I noticed nvcc reads warpSize from a special register instead of assuming it to be 32, which keeps the compiler from some optimizations. While I understand that assuming warpSize to be 32 will raise potential portability issues, can we safely assume that warpSize is always 32 for certain CCs (e.g., sm_35)? Thanks.
All CUDA-capable GPUs that have shipped until now have a warp size of 32, so if your code does not have to be future-proof, you would be fine assuming 32 threads per warp in your code.
How much of a performance advantage at app level are you observing from using a hard-coded warp size of 32?
How large a performance difference have you observed due to the additional compiler optimizations enabled by this approach?
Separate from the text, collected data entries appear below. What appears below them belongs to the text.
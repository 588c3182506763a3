//! Per-recipe ingredient coverage.
//!
//! Each ingredient line is classified by the first rule that applies:
//!
//! 1. the exact node is owned, is a pantry staple, or the line is optional (weight 1.0)
//! 2. an owned node sits below the required node in the taxonomy (weight 0.9)
//! 3. an owned node is a registered substitute (1.0 / 0.75 / 0.5 by match type)
//! 4. otherwise the line is missing (weight 0)
//!
//! Classification short-circuits, so an owned ingredient is never reported
//! as a substitution.

use serde::Serialize;
use tracing::debug;

use crate::inventory::{InventorySnapshot, StapleSet};
use crate::models::{IngredientLine, MatchType};
use crate::substitution::SubstitutionGraph;
use crate::taxonomy::TaxonomyStore;

pub const TAXONOMY_MATCH_WEIGHT: f64 = 0.9;

/// How a single ingredient line was satisfied.
#[derive(Debug, Clone, Copy, PartialEq, Eq, Serialize)]
#[serde(tag = "kind", rename_all = "snake_case")]
pub enum LineMatch {
    Exact,
    Staple,
    Optional,
    Taxonomy,
    Substitution { match_type: MatchType },
    Missing,
}

impl LineMatch {
    #[must_use]
    pub fn weight(self) -> f64 {
        match self {
            Self::Exact | Self::Staple | Self::Optional => 1.0,
            Self::Taxonomy => TAXONOMY_MATCH_WEIGHT,
            Self::Substitution { match_type } => match_type.weight(),
            Self::Missing => 0.0,
        }
    }

    #[must_use]
    pub fn is_owned(self) -> bool {
        self.weight() > 0.0
    }
}

#[derive(Debug, Clone, Serialize)]
pub struct LineOutcome {
    pub line_id: i64,
    pub display_name: String,
    #[serde(skip_serializing_if = "Option::is_none")]
    pub taxonomy_id: Option<i64>,
    #[serde(rename = "match")]
    pub matched: LineMatch,
    pub weight: f64,
}

/// Coverage of one recipe by one inventory snapshot. Derived per request, never stored.
#[derive(Debug, Clone, Serialize)]
pub struct CoverageResult {
    pub recipe_id: i64,
    pub total_ingredients: usize,
    /// Lines with any positive weight, for "X of Y ingredients" display.
    pub owned_ingredients: usize,
    pub weighted_sum: f64,
    pub coverage_percentage: u32,
    /// Display names of unmatched lines, in recipe order.
    pub missing_ingredient_names: Vec<String>,
    pub lines: Vec<LineOutcome>,
}

impl CoverageResult {
    #[must_use]
    pub fn missing_count(&self) -> usize {
        self.total_ingredients - self.owned_ingredients
    }
}

/// Scores recipes against collections that were fetched once for the request.
pub struct CoverageScorer<'a> {
    inventory: &'a InventorySnapshot,
    staples: &'a StapleSet,
    substitutions: &'a SubstitutionGraph,
    taxonomy: &'a TaxonomyStore,
    owned_paths: Vec<&'a str>,
}

impl<'a> CoverageScorer<'a> {
    #[must_use]
    pub fn new(
        inventory: &'a InventorySnapshot,
        staples: &'a StapleSet,
        substitutions: &'a SubstitutionGraph,
        taxonomy: &'a TaxonomyStore,
    ) -> Self {
        let owned_paths = inventory
            .ids()
            .iter()
            .filter_map(|id| taxonomy.ancestor_path_of(*id))
            .collect();
        Self {
            inventory,
            staples,
            substitutions,
            taxonomy,
            owned_paths,
        }
    }

    #[must_use]
    pub fn classify(&self, line: &IngredientLine) -> LineMatch {
        let Some(required) = line.taxonomy_id else {
            return if line.is_optional {
                LineMatch::Optional
            } else {
                LineMatch::Missing
            };
        };

        if self.inventory.owns(required) {
            return LineMatch::Exact;
        }
        if self.staples.contains(required) {
            return LineMatch::Staple;
        }
        if line.is_optional {
            return LineMatch::Optional;
        }
        if self.owns_descendant_of(required) {
            return LineMatch::Taxonomy;
        }
        if let Some(match_type) = self.substitutions.best_match(required) {
            return LineMatch::Substitution { match_type };
        }
        LineMatch::Missing
    }

    fn owns_descendant_of(&self, required: i64) -> bool {
        let Some(required_path) = self.taxonomy.ancestor_path_of(required) else {
            return false;
        };
        self.owned_paths
            .iter()
            .any(|owned| owned.starts_with(required_path))
    }

    /// Score one recipe. `lines` must already be in recipe order.
    #[must_use]
    #[allow(clippy::cast_precision_loss, clippy::cast_sign_loss)]
    pub fn score(&self, recipe_id: i64, lines: &[IngredientLine]) -> CoverageResult {
        let mut outcomes = Vec::with_capacity(lines.len());
        let mut missing = Vec::new();
        let mut weighted_sum = 0.0;
        let mut owned = 0;

        for line in lines {
            let matched = self.classify(line);
            let weight = matched.weight();
            weighted_sum += weight;
            if matched.is_owned() {
                owned += 1;
            } else {
                missing.push(line.display_name.clone());
            }
            outcomes.push(LineOutcome {
                line_id: line.id,
                display_name: line.display_name.clone(),
                taxonomy_id: line.taxonomy_id,
                matched,
                weight,
            });
        }

        let total = lines.len();
        let coverage_percentage = if total == 0 {
            100
        } else {
            (100.0 * weighted_sum / total as f64).round().clamp(0.0, 100.0) as u32
        };

        debug!(
            recipe_id,
            total, owned, weighted_sum, coverage_percentage, "scored recipe"
        );

        CoverageResult {
            recipe_id,
            total_ingredients: total,
            owned_ingredients: owned,
            weighted_sum,
            coverage_percentage,
            missing_ingredient_names: missing,
            lines: outcomes,
        }
    }
}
I have never been able to get any real-life data from programmers worried about this.
I am not disputing that it may make a significant difference for some kernels, but in this age where data movement (that is, avoiding it!) is usually one of the biggest performance worries, I wonder whether this should be cataloged under “micro optimization”.
I have a pile of kernels that rely on conflict-free shared memory access patterns that are computed at compile-time and are a function of the device architecture and other parameters.
Computing this at runtime for every thread and every grid launch wouldn’t be a good idea.
Does it verge on “micro optimization”? Possibly. But I think the real answer is that it’s exposing a historical wart in the CUDA/PTX API. Kernels are compiled for “virtual architectures” but somehow warp size is not considered an architectural feature? FAIL. :)
There are any number of “historical warts” in CUDA-land, but I am not sure I understand the point about warp size not being an architectural feature. Other than exposing it via a special register, what would be needed to make it an architectural feature? Coming at this from the other side, one could also claim that warpSize = 32 is a shared architectural feature of all shipping architectures.
Ah, I was on my way to implying that WARP_SIZE should be a compile-time macro similar to CUDA_ARCH (and all the hassle that goes along with that macro).